**About this task**.
Collect all lines from the listing that include the string "Cash".

**Data shown**.
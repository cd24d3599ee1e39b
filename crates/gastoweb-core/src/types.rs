//! Fixed enumerations of the ledger domain

use serde::{Deserialize, Serialize};

/// Expense classification, a closed five-value set
#[derive(Debug, Clone, Copy, PartialEq, Eq, Hash, Serialize, Deserialize)]
pub enum ExpenseType {
    Essencial,
    Besteira,
    Investimento,
    Lazer,
    Outros,
}

impl ExpenseType {
    /// Every type, in presentation order
    pub const ALL: [ExpenseType; 5] = [
        ExpenseType::Essencial,
        ExpenseType::Besteira,
        ExpenseType::Investimento,
        ExpenseType::Lazer,
        ExpenseType::Outros,
    ];

    pub fn as_str(&self) -> &'static str {
        match self {
            ExpenseType::Essencial => "Essencial",
            ExpenseType::Besteira => "Besteira",
            ExpenseType::Investimento => "Investimento",
            ExpenseType::Lazer => "Lazer",
            ExpenseType::Outros => "Outros",
        }
    }
}

impl std::str::FromStr for ExpenseType {
    type Err = String;
    fn from_str(s: &str) -> Result<Self, Self::Err> {
        match s {
            "Essencial" => Ok(ExpenseType::Essencial),
            "Besteira" => Ok(ExpenseType::Besteira),
            "Investimento" => Ok(ExpenseType::Investimento),
            "Lazer" => Ok(ExpenseType::Lazer),
            "Outros" => Ok(ExpenseType::Outros),
            _ => Err("type must be one of: Essencial, Besteira, Investimento, Lazer, Outros.".to_string()),
        }
    }
}

impl std::fmt::Display for ExpenseType {
    fn fmt(&self, f: &mut std::fmt::Formatter<'_>) -> std::fmt::Result {
        write!(f, "{}", self.as_str())
    }
}

/// Payment method shared by every ledger entry
#[derive(Debug, Clone, Copy, PartialEq, Eq, Hash, Serialize, Deserialize)]
pub enum PaymentMethod {
    Pix,
    Card,
    Cash,
    Other,
}

impl PaymentMethod {
    pub fn as_str(&self) -> &'static str {
        match self {
            PaymentMethod::Pix => "Pix",
            PaymentMethod::Card => "Card",
            PaymentMethod::Cash => "Cash",
            PaymentMethod::Other => "Other",
        }
    }
}

impl std::str::FromStr for PaymentMethod {
    type Err = String;
    fn from_str(s: &str) -> Result<Self, Self::Err> {
        match s {
            "Pix" => Ok(PaymentMethod::Pix),
            "Card" => Ok(PaymentMethod::Card),
            "Cash" => Ok(PaymentMethod::Cash),
            "Other" => Ok(PaymentMethod::Other),
            _ => Err("method must be one of: Pix, Card, Cash, Other.".to_string()),
        }
    }
}

impl std::fmt::Display for PaymentMethod {
    fn fmt(&self, f: &mut std::fmt::Formatter<'_>) -> std::fmt::Result {
        write!(f, "{}", self.as_str())
    }
}

/// Direction of a reserve movement
#[derive(Debug, Clone, Copy, PartialEq, Eq, Hash, Serialize, Deserialize)]
#[serde(rename_all = "lowercase")]
pub enum ReserveMovement {
    Contribution,
    Withdrawal,
}

impl ReserveMovement {
    pub fn as_str(&self) -> &'static str {
        match self {
            ReserveMovement::Contribution => "contribution",
            ReserveMovement::Withdrawal => "withdrawal",
        }
    }
}

impl std::str::FromStr for ReserveMovement {
    type Err = String;
    fn from_str(s: &str) -> Result<Self, Self::Err> {
        match s {
            "contribution" => Ok(ReserveMovement::Contribution),
            "withdrawal" => Ok(ReserveMovement::Withdrawal),
            _ => Err("movement_type must be one of: contribution, withdrawal.".to_string()),
        }
    }
}

impl std::fmt::Display for ReserveMovement {
    fn fmt(&self, f: &mut std::fmt::Formatter<'_>) -> std::fmt::Result {
        write!(f, "{}", self.as_str())
    }
}

/// Where the salary figures of a month came from
#[derive(Debug, Clone, Copy, PartialEq, Eq, Serialize, Deserialize)]
#[serde(rename_all = "lowercase")]
pub enum IncomeSource {
    /// The settings singleton
    Default,
    /// A per-month income override
    Monthly,
}

impl std::fmt::Display for IncomeSource {
    fn fmt(&self, f: &mut std::fmt::Formatter<'_>) -> std::fmt::Result {
        match self {
            IncomeSource::Default => write!(f, "default"),
            IncomeSource::Monthly => write!(f, "monthly"),
        }
    }
}
// ==================== Reserves ====================

impl SqliteStore {
    pub async fn count_reserves(&self, filter: &EntryFilter) -> CoreResult<i64> {
        let mut builder: QueryBuilder<Sqlite> =
            QueryBuilder::new("SELECT COUNT(*) FROM reserves r");
        apply_filter(&mut builder, filter, "r", None);
        builder
            .build_query_scalar()
            .fetch_one(self.pool())
            .await
            .map_err(map_sqlx_err)
    }

    pub async fn list_reserves(
        &self,
        filter: &EntryFilter,
        limit: i64,
        offset: i64,
    ) -> CoreResult<Vec<ReserveRecord>> {
        let mut builder: QueryBuilder<Sqlite> = QueryBuilder::new(RESERVE_SELECT);
        apply_filter(&mut builder, filter, "r", None);
        builder.push(" ORDER BY r.date DESC, r.id DESC LIMIT ");
        builder.push_bind(limit);
        builder.push(" OFFSET ");
        builder.push_bind(offset);
        let rows = builder
            .build()
            .fetch_all(self.pool())
            .await
            .map_err(map_sqlx_err)?;
        rows.iter().map(reserve_from_row).collect()
    }

    pub async fn fetch_reserve(&self, id: i64) -> CoreResult<Option<ReserveRecord>> {
        let sql = format!("{} WHERE r.id = ?", RESERVE_SELECT);
        let row = sqlx::query(&sql)
            .bind(id)
            .fetch_optional(self.pool())
            .await
            .map_err(map_sqlx_err)?;
        row.as_ref().map(reserve_from_row).transpose()
    }

    pub async fn create_reserve(&self, entry: &StoredEntry) -> CoreResult<ReserveRecord> {
        let movement = entry
            .movement_type
            .ok_or_else(|| CoreError::internal("reserve is missing its movement_type"))?;
        let id: i64 = sqlx::query_scalar(
            "INSERT INTO reserves (date, amount, description, movement_type, method, notes) \
             VALUES (?, ?, ?, ?, ?, ?) RETURNING id",
        )
        .bind(entry.date.to_string())
        .bind(entry.amount)
        .bind(&entry.description)
        .bind(movement.as_str())
        .bind(entry.method.as_str())
        .bind(entry.notes.as_deref())
        .fetch_one(self.pool())
        .await
        .map_err(map_sqlx_err)?;

        self.fetch_reserve(id)
            .await?
            .ok_or_else(|| CoreError::internal("inserted reserve not found"))
    }

    async fn reserve_entry(&self, id: i64) -> CoreResult<Option<StoredEntry>> {
        let row = sqlx::query(
            "SELECT date, amount, description, movement_type, method, notes \
             FROM reserves WHERE id = ?",
        )
        .bind(id)
        .fetch_optional(self.pool())
        .await
        .map_err(map_sqlx_err)?;
        row.map(|row| {
            Ok(StoredEntry {
                date: parse_stored_date(&col::<String>(&row, "date")?)?,
                amount: round2(col(&row, "amount")?),
                description: col(&row, "description")?,
                category_id: None,
                expense_type: None,
                movement_type: Some(parse_stored(col::<String>(&row, "movement_type")?)?),
                method: parse_stored(col::<String>(&row, "method")?)?,
                notes: col(&row, "notes")?,
            })
        })
        .transpose()
    }

    pub async fn update_reserve(&self, id: i64, change: &EntryChange) -> CoreResult<ReserveRecord> {
        let current = self
            .reserve_entry(id)
            .await?
            .ok_or_else(|| CoreError::not_found("Reserve"))?;
        let merged = current.merged_with(change);
        let movement = merged
            .movement_type
            .ok_or_else(|| CoreError::internal("reserve is missing its movement_type"))?;

        sqlx::query(
            "UPDATE reserves SET date = ?, amount = ?, description = ?, movement_type = ?, \
             method = ?, notes = ?, updated_at = datetime('now') WHERE id = ?",
        )
        .bind(merged.date.to_string())
        .bind(merged.amount)
        .bind(&merged.description)
        .bind(movement.as_str())
        .bind(merged.method.as_str())
        .bind(merged.notes.as_deref())
        .bind(id)
        .execute(self.pool())
        .await
        .map_err(map_sqlx_err)?;

        self.fetch_reserve(id)
            .await?
            .ok_or_else(|| CoreError::not_found("Reserve"))
    }

    pub async fn delete_reserve(&self, id: i64) -> CoreResult<bool> {
        let result = sqlx::query("DELETE FROM reserves WHERE id = ?")
            .bind(id)
            .execute(self.pool())
            .await
            .map_err(map_sqlx_err)?;
        Ok(result.rows_affected() > 0)
    }
}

**Response area**.
    Cash,
            PaymentMethod::Cash => "Cash",
            "Cash" => Ok(PaymentMethod::Cash),
            _ => Err("method must be one of: Pix, Card, Cash, Other.".to_string()),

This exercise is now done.